Comprehensively Test Your LLM Code

Overview

Scorable provides a multi-dimensional testing framework that ensures your LLM applications perform reliably across response quality, security, performance, and messaging alignment. This systematic approach helps you identify and prevent issues before they impact production.

Testing Dimensions

1. Response Quality

Correctness and Accuracy

Factual accuracy validation
Context relevance assessment
Coherence and consistency checks
Completeness verification

Implementation:

from scorable import Scorable

client = Scorable(api_key="your-api-key")
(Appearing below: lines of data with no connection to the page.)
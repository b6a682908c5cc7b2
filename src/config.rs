use serde::Deserialize;

#[derive(Debug, Clone, Deserialize)]
pub struct AppConfig {
    pub database_url: String,
    pub host: String,
    pub port: u16,
    pub max_connections: u32,
}

impl AppConfig {
    pub fn from_env() -> anyhow::Result<Self> {
        let database_url = std::env::var("DATABASE_URL")?;
        Ok(Self {
            database_url,
            host: std::env::var("APP_HOST").unwrap_or_else(|_| "0.0.0.0".into()),
            port: std::env::var("APP_PORT")
                .ok()
                .and_then(|v| v.parse::<u16>().ok())
                .unwrap_or(8080),
            max_connections: std::env::var("DB_MAX_CONNECTIONS")
                .ok()
                .and_then(|v| v.parse::<u32>().ok())
                .unwrap_or(10),
        })
    }

    pub fn bind_addr(&self) -> String {
        format!("{}:{}", self.host, self.port)
    }
}
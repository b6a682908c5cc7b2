use axum::{
    body::Bytes,
    extract::{rejection::JsonRejection, Path, Query, State},
    http::StatusCode,
    routing::get,
    Json, Router,
};
use tracing::{instrument, warn};

use crate::{
    error::ApiError,
    response::Envelope,
    state::AppState,
    users::{
        dto::{PageQuery, SignUpRequest},
        repo_types::{User, UserDetails},
        services,
    },
};

pub fn user_routes() -> Router<AppState> {
    Router::new()
        .route("/users", get(list_users).post(create_user))
        .route(
            "/users/:id",
            get(get_user)
                .put(update_user)
                .patch(update_user)
                .delete(delete_user),
        )
}

#[instrument(skip(state, payload))]
pub async fn create_user(
    State(state): State<AppState>,
    payload: Result<Json<SignUpRequest>, JsonRejection>,
) -> Result<Envelope<UserDetails>, ApiError> {
    let Json(payload) = payload.map_err(|e| {
        warn!(error = %e, "invalid signup body");
        ApiError::invalid("Invalid request")
    })?;

    let user = services::create_user(state.users.as_ref(), payload).await?;
    Ok(Envelope::created("User created successfully", user))
}

#[instrument(skip(state))]
pub async fn delete_user(
    State(state): State<AppState>,
    Path(id): Path<String>,
) -> Result<Envelope<()>, ApiError> {
    let id = services::parse_user_id(&id)?;
    services::delete_user(state.users.as_ref(), id).await?;
    Ok(Envelope::empty(StatusCode::OK, "User deleted successfully"))
}

#[instrument(skip(state))]
pub async fn get_user(
    State(state): State<AppState>,
    Path(id): Path<String>,
) -> Result<Envelope<UserDetails>, ApiError> {
    let id = services::parse_user_id(&id)?;
    let user = services::fetch_user(state.users.as_ref(), id).await?;
    Ok(Envelope::ok("User fetched successfully", user))
}

#[instrument(skip(state))]
pub async fn list_users(
    State(state): State<AppState>,
    Query(pairs): Query<Vec<(String, String)>>,
) -> Result<Envelope<Vec<UserDetails>>, ApiError> {
    let page = PageQuery::from_pairs(pairs).resolve();
    let (users, meta) = services::fetch_users(state.users.as_ref(), page).await?;
    Ok(Envelope::ok("Users fetched successfully", users).with_page(meta))
}

#[instrument(skip(state, body))]
pub async fn update_user(
    State(state): State<AppState>,
    Path(id): Path<String>,
    body: Bytes,
) -> Result<Envelope<User>, ApiError> {
    let id = services::parse_user_id(&id)?;
    let user = services::update_user(state.users.as_ref(), id, &body).await?;
    Ok(Envelope::ok("User updated successfully", user))
}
# Test response quality with multiple evaluators
relevance_result = client.evaluators.Relevance(
    request="What is the capital of France?",
    response="The capital of France is Paris, which is located in the north-central part of the country."
)

coherence_result = client.evaluators.Coherence(
    request="Explain machine learning",
    response="Machine learning is a subset of artificial intelligence that enables computers to learn and improve from experience without being explicitly programmed."
)

completeness_result = client.evaluators.Completeness(
    request="List the benefits of renewable energy",
    response="Renewable energy reduces carbon emissions, lowers long-term costs, and provides energy independence."
)

2. Security & Privacy

Content Safety

Harmlessness validation
Toxicity detection
Child safety assessment

Implementation:

# Security-focused evaluators
safety_result = client.evaluators.Harmlessness(
    request="How do I protect my personal information online?",
    response="To protect your personal information online, use strong passwords, enable two-factor authentication, and be cautious about sharing sensitive data."
)

toxicity_result = client.evaluators.Non_toxicity(
    request="What do you think about this situation?",
    response="I understand your frustration, and I'd be happy to help you find a solution."
)

child_safety_result = client.evaluators.Safety_for_Children(
    request="Tell me about animals",
    response="Animals are fascinating creatures that live in many different environments around the world."
)

3. Performance & Effectiveness

Response Quality Metrics

Helpfulness assessment
Clarity evaluation
Precision measurement

Implementation:

# Performance-focused evaluators
helpfulness_result = client.evaluators.Helpfulness(
    request="I need help setting up my email",
    response="I'd be happy to help you set up your email. First, let's identify which email provider you're using..."
)

clarity_result = client.evaluators.Clarity(
    request="Explain quantum computing",
    response="Quantum computing uses quantum bits (qubits) that can exist in multiple states simultaneously, enabling parallel processing of information."
)

precision_result = client.evaluators.Precision(
    request="What is the population of Tokyo?",
    response="The population of Tokyo is approximately 14 million people in the metropolitan area."
)

4. Messaging Alignment

Communication Style

Tone and formality validation
Politeness assessment
Persuasiveness measurement

Implementation:

# Messaging alignment evaluators
politeness_result = client.evaluators.Politeness(
    request="I want to return this product",
    response="I'd be happy to help you with your return. Let me walk you through the process."
)

formality_result = client.evaluators.Formality(
    request="Please provide the quarterly report",
    response="The quarterly report has been prepared and is attached for your review."
)

persuasiveness_result = client.evaluators.Persuasiveness(
    request="Why should I choose your service?",
    response="Our service offers 24/7 support, competitive pricing, and a proven track record of customer satisfaction."
)

Testing Approaches

Single Evaluator Testing

Basic Evaluation

# Test a single response with one evaluator
result = client.evaluators.Truthfulness(
    request="What was the revenue in Q1 2023?",
    response="The revenue in Q1 2023 was 5.2 million USD.",
    contexts=[
        "Financial statement of 2023: Q1 revenue was 5.2M USD",
        "2023 revenue and expenses report"
    ]
)

print(f"Score: {result.score}")
print(f"Justification: {result.justification}")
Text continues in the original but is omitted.